# [What you have to do]
The required output is the lines below from the line containing "let path = entry.path();" to the line containing "a completed load", inclusive, retyped exactly. No other lines belong in it.

+ + + + +

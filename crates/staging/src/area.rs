//! Staging area: append, rotate, enumerate

use std::io::SeekFrom;
use std::path::{Path, PathBuf};
use std::sync::Arc;
use std::sync::atomic::{AtomicBool, Ordering};

use chq_config::StagingConfig;
use chq_store::{CoercedRow, is_valid_destination};
use dashmap::DashMap;
use tokio::fs::{File, OpenOptions};
use tokio::io::{AsyncReadExt, AsyncSeekExt, AsyncWriteExt};
use tokio::sync::Mutex;
use tokio::time::Instant;

use crate::STAGING_EXTENSION;
use crate::error::{Result, StagingError};
use crate::metrics::StagingMetrics;
use crate::snapshot::{Claims, FlushSnapshot};

/// Outcome of one append
#[derive(Debug, Clone, Copy, PartialEq, Eq)]
pub struct AppendReceipt {
    /// Bytes written for this row, newline included
    pub bytes: u64,
    /// Bytes pending in the active file after this append
    pub pending_bytes: u64,
    /// This append opened a fresh active file
    pub fresh: bool,
}

/// Open active file plus the flush-policy inputs that belong to it
///
/// Rotation drops the whole handle and clears what [`Slot`] publishes, so the
/// first-pending instant and the byte counter never outlive their file. A
/// handle dropped after a failed write hands its instant to the next one.
#[derive(Debug)]
struct ActiveFile {
    file: File,
    first_pending: Instant,
    bytes: u64,
}

#[derive(Debug, Default)]
struct Pending {
    first_pending: Option<Instant>,
    bytes: u64,
}

/// Per-destination state; `writer` is the critical section
#[derive(Debug, Default)]
struct Slot {
    writer: Mutex<Option<ActiveFile>>,
    // mirrors the handle, written only while `writer` is held
    pending: parking_lot::Mutex<Pending>,
}

impl Slot {
    fn publish(&self, handle: Option<&ActiveFile>) {
        let mut pending = self.pending.lock();
        pending.first_pending = handle.map(|h| h.first_pending);
        pending.bytes = handle.map_or(0, |h| h.bytes);
    }
}

/// Kind of file found in the staging directory
#[derive(Debug, Clone, Copy, PartialEq, Eq)]
pub enum PendingKind {
    /// `<destination>.sql`, still receiving appends
    Active,
    /// `<destination>.sql.<suffix>`, rotated and awaiting a load
    Snapshot,
}

/// One file in the staging directory
#[derive(Debug, Clone, PartialEq, Eq)]
pub struct PendingFile {
    pub destination: String,
    pub path: PathBuf,
    pub kind: PendingKind,
    pub bytes: u64,
    /// Snapshot currently owned by an in-flight load
    pub claimed: bool,
}

/// Work found by [`StagingArea::list_pending`]
#[derive(Debug, Default)]
pub struct PendingSet {
    /// Destinations with an active staging file on disk
    pub destinations: Vec<String>,
    /// Unclaimed snapshots, now claimed by the caller
    pub orphans: Vec<FlushSnapshot>,
}

/// Durable per-destination append logs
#[derive(Debug)]
pub struct StagingArea {
    dir: PathBuf,
    fsync: bool,
    slots: DashMap<String, Arc<Slot>>,
    claims: Claims,
    closed: AtomicBool,
    metrics: StagingMetrics,
}

impl StagingArea {
    /// Open (creating if needed) the configured staging directory
    pub async fn open(config: &StagingConfig) -> Result<Self> {
        Self::with_path(&config.path, config.fsync).await
    }

    /// Open a staging directory at an explicit path
    pub async fn with_path(dir: impl AsRef<Path>, fsync: bool) -> Result<Self> {
        let dir = dir.as_ref().to_path_buf();
        tokio::fs::create_dir_all(&dir)
            .await
            .map_err(|e| StagingError::io(&dir, e))?;

        tracing::info!(path = %dir.display(), fsync, "staging area opened");

        Ok(Self {
            dir,
            fsync,
            slots: DashMap::new(),
            claims: Claims::default(),
            closed: AtomicBool::new(false),
            metrics: StagingMetrics::new(),
        })
    }

    pub fn dir(&self) -> &Path {
        &self.dir
    }

    pub fn fsync(&self) -> bool {
        self.fsync
    }

    pub fn metrics(&self) -> &StagingMetrics {
        &self.metrics
    }

    /// Path of a destination's active staging file
    pub fn active_path(&self, destination: &str) -> PathBuf {
        self.dir.join(format!("{destination}.{STAGING_EXTENSION}"))
    }

    fn slot(&self, destination: &str) -> Arc<Slot> {
        if let Some(slot) = self.slots.get(destination) {
            return Arc::clone(slot.value());
        }
        Arc::clone(
            self.slots
                .entry(destination.to_string())
                .or_default()
                .value(),
        )
    }

    /// Stop accepting appends; rotation and loads keep working
    pub fn close(&self) {
        self.closed.store(true, Ordering::SeqCst);
    }

    /// Accept appends again after [`StagingArea::close`]
    pub fn reopen(&self) {
        self.closed.store(false, Ordering::SeqCst);
    }

    pub fn is_closed(&self) -> bool {
        self.closed.load(Ordering::SeqCst)
    }

    // =========================================================================
    // Append
    // =========================================================================

    /// Append one row to the destination's active file
    ///
    /// The row is durable (synced, when fsync is on) when this returns.
    pub async fn append(&self, destination: &str, row: &CoercedRow) -> Result<AppendReceipt> {
        if !is_valid_destination(destination) {
            return Err(StagingError::InvalidDestination(destination.to_string()));
        }
        if self.is_closed() {
            return Err(StagingError::Closed);
        }

        let mut line = row.to_line();
        line.push('\n');

        let slot = self.slot(destination);
        let mut writer = slot.writer.lock().await;

        let fresh = writer.is_none();
        if fresh {
            let mut handle = self.open_active(destination).await?;
            // rows left by a dropped handle are still waiting in this file
            if let Some(first_pending) = slot.pending.lock().first_pending {
                handle.first_pending = first_pending;
            }
            *writer = Some(handle);
        }

        let path = self.active_path(destination);
        let Some(handle) = writer.as_mut() else {
            return Err(StagingError::Closed);
        };

        if let Err(e) = self.write_line(&mut handle.file, line.as_bytes()).await {
            self.metrics.record_append_error();
            // the file stays pending; reopen next time, a torn tail is
            // fenced off by `open_active`
            slot.publish(Some(&*handle));
            *writer = None;
            return Err(StagingError::io(path, e));
        }

        let bytes = line.len() as u64;
        handle.bytes += bytes;
        let receipt = AppendReceipt {
            bytes,
            pending_bytes: handle.bytes,
            fresh,
        };
        slot.publish(Some(&*handle));
        self.metrics.record_append(bytes);

        tracing::trace!(
            destination = %destination,
            bytes,
            pending_bytes = receipt.pending_bytes,
            "row staged"
        );

        Ok(receipt)
    }

    async fn write_line(&self, file: &mut File, line: &[u8]) -> std::io::Result<()> {
        file.write_all(line).await?;
        file.flush().await?;
        if self.fsync {
            file.sync_data().await?;
        }
        Ok(())
    }

    /// Open the active file for appending
    ///
    /// A leftover file whose last line is incomplete gets a newline first, so
    /// the torn line stays isolated and the next row starts cleanly.
    async fn open_active(&self, destination: &str) -> Result<ActiveFile> {
        let path = self.active_path(destination);
        let mut file = OpenOptions::new()
            .create(true)
            .append(true)
            .read(true)
            .open(&path)
            .await
            .map_err(|e| StagingError::io(&path, e))?;

        let mut bytes = file
            .metadata()
            .await
            .map_err(|e| StagingError::io(&path, e))?
            .len();

        if bytes > 0
            && !ends_with_newline(&mut file)
                .await
                .map_err(|e| StagingError::io(&path, e))?
        {
            tracing::warn!(
                destination = %destination,
                path = %path.display(),
                "staging file ends with a partial line, fencing it off"
            );
            file.write_all(b"\n")
                .await
                .map_err(|e| StagingError::io(&path, e))?;
            bytes += 1;
        }

        Ok(ActiveFile {
            file,
            first_pending: Instant::now(),
            bytes,
        })
    }

    // =========================================================================
    // Rotate
    // =========================================================================

    /// Rotate the active file into a claimed snapshot
    ///
    /// Returns `None` when the destination has no active file on disk.
    pub async fn rotate(&self, destination: &str) -> Result<Option<FlushSnapshot>> {
        if !is_valid_destination(destination) {
            return Err(StagingError::InvalidDestination(destination.to_string()));
        }

        let slot = self.slot(destination);
        let mut writer = slot.writer.lock().await;

        slot.publish(None);
        if let Some(mut handle) = writer.take() {
            if let Err(e) = handle.file.flush().await {
                tracing::warn!(destination = %destination, error = %e, "flush before rotation failed");
            }
        }

        let active = self.active_path(destination);
        match tokio::fs::metadata(&active).await {
            Ok(_) => {}
            Err(e) if e.kind() == std::io::ErrorKind::NotFound => return Ok(None),
            Err(e) => return Err(StagingError::io(&active, e)),
        }

        let target = self.snapshot_path(destination);
        tokio::fs::rename(&active, &target)
            .await
            .map_err(|e| StagingError::io(&active, e))?;
        self.metrics.record_rotation();

        tracing::debug!(
            destination = %destination,
            snapshot = %target.display(),
            "staging file rotated"
        );

        // a fresh uuid can't already be claimed
        Ok(self.claims.try_claim(destination, target, false))
    }

    fn snapshot_path(&self, destination: &str) -> PathBuf {
        let suffix = uuid::Uuid::new_v4().simple();
        self.dir
            .join(format!("{destination}.{STAGING_EXTENSION}.{suffix}"))
    }

    // =========================================================================
    // Flush policy inputs
    // =========================================================================

    /// When the oldest unflushed row of the active file was written
    pub fn first_pending(&self, destination: &str) -> Option<Instant> {
        self.slots
            .get(destination)
            .and_then(|slot| slot.pending.lock().first_pending)
    }

    /// Bytes in the active file
    pub fn pending_bytes(&self, destination: &str) -> u64 {
        self.slots
            .get(destination)
            .map_or(0, |slot| slot.pending.lock().bytes)
    }

    // =========================================================================
    // Enumerate
    // =========================================================================

    /// Every staging file and snapshot in the directory
    pub async fn inventory(&self) -> Result<Vec<PendingFile>> {
        let mut entries = tokio::fs::read_dir(&self.dir)
            .await
            .map_err(|e| StagingError::io(&self.dir, e))?;

        let mut files = Vec::new();
        while let Some(entry) = entries
            .next_entry()
            .await
            .map_err(|e| StagingError::io(&self.dir, e))?
        {
            let name = entry.file_name();
            let Some(name) = name.to_str() else {
                continue;
            };
            let Some((destination, kind)) = classify(name) else {
                continue;
            };

            let path = entry.path();
            let bytes = match entry.metadata().await {
                Ok(meta) if meta.is_file() => meta.len(),
                Ok(_) => continue,
                // raced with a rotation or a completed load
                Err(e) if e.kind() == std::io::ErrorKind::NotFound => continue,
                Err(e) => return Err(StagingError::io(&path, e)),
            };
            let claimed = kind == PendingKind::Snapshot && self.claims.is_claimed(&path);

            files.push(PendingFile {
                destination: destination.to_string(),
                path,
                kind,
                bytes,
                claimed,
            });
        }

        files.sort_by(|a, b| a.path.cmp(&b.path));
        Ok(files)
    }

    /// Destinations with an active file, and optionally every unclaimed snapshot
    ///
    /// Returned orphans are claimed by the caller until dropped.
    pub async fn list_pending(&self, include_orphans: bool) -> Result<PendingSet> {
        let mut set = PendingSet::default();

        for file in self.inventory().await? {
            match file.kind {
                PendingKind::Active => set.destinations.push(file.destination),
                PendingKind::Snapshot if include_orphans && !file.claimed => {
                    if let Some(snapshot) =
                        self.claims.try_claim(&file.destination, file.path, true)
                    {
                        set.orphans.push(snapshot);
                    }
                }
                PendingKind::Snapshot => {}
            }
        }

        Ok(set)
    }
}

/// Map a directory entry name to its destination and kind
fn classify(name: &str) -> Option<(&str, PendingKind)> {
    let active_suffix = format!(".{STAGING_EXTENSION}");
    if let Some(destination) = name.strip_suffix(active_suffix.as_str()) {
        return is_valid_destination(destination).then_some((destination, PendingKind::Active));
    }

    let marker = format!(".{STAGING_EXTENSION}.");
    let (destination, suffix) = name.split_once(marker.as_str())?;
    let valid_suffix = !suffix.is_empty() && suffix.bytes().all(|b| b.is_ascii_alphanumeric());
    (is_valid_destination(destination) && valid_suffix).then_some((destination, PendingKind::Snapshot))
}

async fn ends_with_newline(file: &mut File) -> std::io::Result<bool> {
    file.seek(SeekFrom::End(-1)).await?;
    let mut last = [0u8; 1];
    file.read_exact(&mut last).await?;
    Ok(last[0] == b'\n')
}

#[cfg(test)]
#[path = "area_test.rs"]
mod area_test;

+ + + + +

# [Answer section]
            let path = entry.path();
            let bytes = match entry.metadata().await {
                Ok(meta) if meta.is_file() => meta.len(),
                Ok(_) => continue,
                // raced with a rotation or a completed load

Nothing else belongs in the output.